La ministre Ignacija Fridl Jarc a annoncé que l'accord tripartite pour la création de l'Institut public de danse contemporaine ne se poursuivrait pas. Dans une déclaration publiée aujourd'hui, elle a expliqué que l'accord était incomplet et que le ministère avait l'intention de renforcer le domaine malgré ces lacunes. L'institut a été créé pendant le mandat du gouvernement précédent et son contrat a été signé en avril de cette année. Un directeur adjoint a été nommé, mais dès le début, le personnel du ministère a noté que l'accord n'était pas réalisable.
Selon la dernière déclaration du ministre, plusieurs observations ont été faites, notamment le manque de clarté quant à savoir quel fondateur exerce les droits de fondation et quel fondateur individuel finance les employés. L'accord n'a pas non plus précisé comment le financement serait sécurisé. En examinant la documentation, les responsables ont constaté que la systématisation prévoyait 19 postes au sein de l'institut public, dont deux désignés pour les directeurs adjoints. Cependant, d'autres instituts publics n'ont pas de tels privilèges, selon le ministre. Seuls trois postes étaient prévus pour les danseurs, ce qui n'est pas conforme aux principes de minimisation de la bureaucratie et de maximisation de la créativité.
La ministre a souligné que l'objectif de l'institut était davantage de soutenir et de renforcer la créativité par le biais de la création de réseaux et de l'assistance aux événements ou de décentraliser la danse contemporaine, qui est actuellement concentrée à Ljubljana.

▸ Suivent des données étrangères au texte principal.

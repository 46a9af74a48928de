//! Shared types for doclink
//!
//! Defines the binding entity: the persisted descriptor linking a document
//! node to a line range of a file at a specific commit in a source-control
//! host.

pub mod binding;

pub use binding::{Binding, BindingFields, Coordinates, SyncStatus, TransientPayload};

Un annexe à l'accord, comme l'a déclaré Fridl Jarc, n'aurait pas été suffisant, et le ministère avait déjà informé toutes les parties concernées de sa décision. Fridl Jarc a assuré que les fonds initialement destinés à l'institut seront entièrement alloués à la danse contemporaine l'année prochaine. Le ministère envisage également d'établir un poste budgétaire distinct pour la danse contemporaine et de nommer une commission pour le développement de l'art de la danse. Ils préparent une restructuration du réseau du Fonds public pour les activités culturelles (JSKD) pour s'assurer qu'il gère le réseautage des créateurs qui opèrent de manière indépendante et des organisations non gouvernementales dans la culture.
Elle a fait valoir qu'il est absurde de créer de nouvelles institutions pour s'occuper de ces tâches alors que le JSKD emploie déjà plus de 50 personnes par mois dans tout le pays pour gérer le réseautage culturel et la créativité.Le ministère estime que le réseau devrait être réorganisé et utilisé efficacement à ces fins, en redirigeant la structure organisationnelle vers un soutien réel à la création de danse contemporaine.Cette décision, a-t-elle précisé, n'est pas dirigée contre la danse contemporaine mais vise à créer des conditions pour son développement à long terme sur des bases juridiques et financières solides.